We did discuss organizing articles around spoilers, and everyone thought it was a bad idea... It gives undue weight, it can restrict the format, etc. *A misuse of the spoiler template does not speak for the concept itself.* -- Ned Scott http://en.wikipedia.org/wiki/User:Ned_Scott 05:20, 16 May 2007 (UTC)
- Which is why, notably, I nominated the policy instead of the template. There may well be something useful that can be done with a spoiler template, but a policy mandating that spoilers be hidden after templates, outside of section headers, etc. is a policy mandating that articles be written badly. Phil Sandiferhttp://en.wikipedia.org/wiki/User:Phil_Sandifer05:25, 16 May 2007 (UTC) - But I'm pointing this out more in response to some of the other comments I've been reading, and not so much on the one you've brought up. And also, I have no problem with continued discussion. -- Ned Scotthttp://en.wikipedia.org/wiki/User:Ned_Scott05:22, 16 May 2007 (UTC)

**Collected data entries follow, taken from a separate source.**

#[test]
fn test_union_number_literals_absorbed_into_number() {
    let interner = TypeInterner::new();

    let one = interner.literal_number(1.0);
    let two = interner.literal_number(2.0);
    let three = interner.literal_number(3.0);

    // 1 | 2 | 3 | number should normalize to just number
    let result = interner.union(vec![one, two, three, TypeId::NUMBER]);

    assert_eq!(
        result,
        TypeId::NUMBER,
        "Number literals should be absorbed into number"
    );
}

#[test]
fn test_union_boolean_literals_absorbed_into_boolean() {
    let interner = TypeInterner::new();

    // true | false | boolean should normalize to just boolean
    let result = interner.union3(TypeId::BOOLEAN_TRUE, TypeId::BOOLEAN_FALSE, TypeId::BOOLEAN);

    assert_eq!(
        result,
        TypeId::BOOLEAN,
        "Boolean literals should be absorbed into boolean"
    );
}

#[test]
fn test_union_bigint_literals_absorbed_into_bigint() {
    let interner = TypeInterner::new();

    let bigint1 = interner.literal_bigint("1");
    let bigint2 = interner.literal_bigint("2");

    // 1n | 2n | bigint should normalize to just bigint
    let result = interner.union3(bigint1, bigint2, TypeId::BIGINT);

    assert_eq!(
        result,
        TypeId::BIGINT,
        "Bigint literals should be absorbed into bigint"
    );
}

#[test]
fn test_union_literals_without_primitive_stay_as_union() {
    let interner = TypeInterner::new();

    let hello = interner.literal_string("hello");
    let world = interner.literal_string("world");

    // "hello" | "world" should stay as a union (no primitive present)
    let result = interner.union2(hello, world);

    if let Some(TypeKey::Union(list_id)) = interner.lookup(result) {
        let members = interner.type_list(list_id);
        assert_eq!(members.len(), 2, "Should have both literals");
    } else {
        panic!("Expected union type");
    }
}

// =============================================================================
// Union Type Tests - Any/Unknown Handling
// =============================================================================

#[test]
fn test_union_any_dominates() {
    let interner = TypeInterner::new();

    // any | string = any
    let result = interner.union2(TypeId::ANY, TypeId::STRING);
    assert_eq!(result, TypeId::ANY, "any should dominate union");

    // string | any = any
    let result = interner.union2(TypeId::STRING, TypeId::ANY);
    assert_eq!(result, TypeId::ANY, "any should dominate union");
}

#[test]
fn test_union_unknown_dominates() {
    let interner = TypeInterner::new();

    // unknown | string = unknown
    let result = interner.union2(TypeId::UNKNOWN, TypeId::STRING);
    assert_eq!(result, TypeId::UNKNOWN, "unknown should dominate union");
}

#[test]
fn test_union_any_dominates_unknown() {
    let interner = TypeInterner::new();

    // any | unknown = any
    let result = interner.union2(TypeId::ANY, TypeId::UNKNOWN);
    assert_eq!(result, TypeId::ANY, "any should dominate unknown");
}

// =============================================================================
// Union Type Tests - Simplification (Removing Never, Deduplicating, Sorting)
// =============================================================================

#[test]
fn test_union_remove_never() {
    let interner = TypeInterner::new();

    // string | never should normalize to string
    let result = interner.union2(TypeId::STRING, TypeId::NEVER);
    assert_eq!(result, TypeId::STRING, "never should be removed from union");
}

#[test]
fn test_union_multiple_never_removed() {
    let interner = TypeInterner::new();

    // string | never | number | never should normalize to string | number
    let result = interner.union(vec![
        TypeId::STRING,
        TypeId::NEVER,
        TypeId::NUMBER,
        TypeId::NEVER,
    ]);

    if let Some(TypeKey::Union(list_id)) = interner.lookup(result) {
        let members = interner.type_list(list_id);
        assert_eq!(
            members.len(),
            2,
            "Should have 2 members after removing never"
        );
    } else {
        panic!("Expected union type");
    }
}

#[test]
fn test_union_only_never_is_never() {
    let interner = TypeInterner::new();

    // never | never = never
    let result = interner.union2(TypeId::NEVER, TypeId::NEVER);
    assert_eq!(result, TypeId::NEVER, "Union of only never should be never");
}

#[test]
fn test_union_deduplicates() {
    let interner = TypeInterner::new();

    // string | string | number should normalize to string | number
    let result = interner.union(vec![TypeId::STRING, TypeId::STRING, TypeId::NUMBER]);

    if let Some(TypeKey::Union(list_id)) = interner.lookup(result) {
        let members = interner.type_list(list_id);
        assert_eq!(members.len(), 2, "Should deduplicate string");
    } else {
        panic!("Expected union type");
    }
}

#[test]
fn test_union_sorts_consistently() {
    let interner = TypeInterner::new();

    // Create union in one order
    let result1 = interner.union(vec![TypeId::NUMBER, TypeId::STRING]);

    // Create union in different order
    let result2 = interner.union(vec![TypeId::STRING, TypeId::NUMBER]);

    // Should be the same (sorted for consistent hashing)
    assert_eq!(result1, result2, "Unions should be sorted consistently");
}

// =============================================================================
// Intersection Type Tests - Simplification
// =============================================================================

#[test]
fn test_intersection_remove_unknown() {
    let interner = TypeInterner::new();

    // string & unknown should normalize to string
    let result = interner.intersection2(TypeId::STRING, TypeId::UNKNOWN);
    assert_eq!(
        result,
        TypeId::STRING,
        "unknown should be removed from intersection"
    );
}

#[test]
fn test_intersection_any_is_identity() {
    let interner = TypeInterner::new();

    // string & any = string (any is identity for intersection in practice)
    let result = interner.intersection2(TypeId::STRING, TypeId::ANY);
    assert_eq!(
        result,
        TypeId::ANY,
        "any in intersection should result in any"
    );
}

#[test]
fn test_intersection_flattens_nested() {
    let interner = TypeInterner::new();

    let obj_a = interner.object(vec![PropertyInfo {
        name: interner.intern_string("a"),
        type_id: TypeId::STRING,
        write_type: TypeId::STRING,
        optional: false,
        readonly: false,
        is_method: false,
        visibility: Visibility::Public,
        parent_id: None,
    }]);

    let obj_b = interner.object(vec![PropertyInfo {
        name: interner.intern_string("b"),
        type_id: TypeId::NUMBER,
        write_type: TypeId::NUMBER,
        optional: false,
        readonly: false,
        is_method: false,
        visibility: Visibility::Public,
        parent_id: None,
    }]);

    let inner = interner.intersection2(obj_a, obj_b);
    let outer = interner.intersection2(inner, obj_a);

    // Should flatten and deduplicate
    assert_eq!(inner, outer, "Nested intersections should be flattened");
}

// =============================================================================
// Distributive Conditional Types Over Unions
// =============================================================================

#[test]
fn test_distributive_conditional_over_union() {
    let interner = TypeInterner::new();

    // (string | number) extends string ? true : false
    // Should distribute to: (string extends string ? true : false) | (number extends string ? true : false)
    // = true | false = boolean

    let union = interner.union2(TypeId::STRING, TypeId::NUMBER);

    let conditional = ConditionalType {
        check_type: union,
        extends_type: TypeId::STRING,
        true_type: TypeId::BOOLEAN_TRUE,
        false_type: TypeId::BOOLEAN_FALSE,
        is_distributive: true,
    };

    let result = interner.conditional(conditional);

    // The result should be a conditional type with is_distributive flag set
    // Note: The actual distribution happens during type evaluation in the evaluator
    if let Some(TypeKey::Conditional(cond_id)) = interner.lookup(result) {
        let cond = interner.conditional_type(cond_id);
        assert!(cond.is_distributive, "Should be marked as distributive");
        assert_eq!(cond.check_type, union);
        assert_eq!(cond.extends_type, TypeId::STRING);
    } else {
        panic!("Expected conditional type");
    }
}

// =============================================================================
// Edge Cases - Empty and Single Member
// =============================================================================

#[test]
fn test_intersection_empty_is_unknown() {
    let interner = TypeInterner::new();

    // Empty intersection should be unknown (identity element)
    let result = interner.intersection(vec![]);
    assert_eq!(
        result,
        TypeId::UNKNOWN,
        "Empty intersection should be unknown"
    );
}

#[test]
fn test_intersection_single_member_is_itself() {
    let interner = TypeInterner::new();

    // Single-member intersection should be that member
    let result = interner.intersection(vec![TypeId::STRING]);
    assert_eq!(
        result,
        TypeId::STRING,
        "Single-member intersection should be that member"
    );
}

#[test]
fn test_union_empty_is_never() {
    let interner = TypeInterner::new();

    // Empty union should be never (identity element)
    let result = interner.union(vec![]);
    assert_eq!(result, TypeId::NEVER, "Empty union should be never");
}

#[test]
fn test_union_single_member_is_itself() {
    let interner = TypeInterner::new();

    // Single-member union should be that member
    let result = interner.union(vec![TypeId::STRING]);
    assert_eq!(
        result,
        TypeId::STRING,
        "Single-member union should be that member"
    );
}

I have to wonder. Isn't Phil scared deleting the policy/guideline is going to open up the issue to more abuse? Instead of deleting what we have, I think it would make sense to attempt to alter the page. "Sensible lead writing thrumps protection against spoilers." should definitely be kept in there, but we should somehow list the useful uses of the template. Plot summaries are very likely to reveal important plot details, lists of characters less so, so those could use a warning template if those are included. Having them doesn't insult the reader if they're used correctly (as per my example) and it isn't censoring either. Instead of putting all of these possible examples in one pile, try finding proper uses and rewrite the guidelines around that.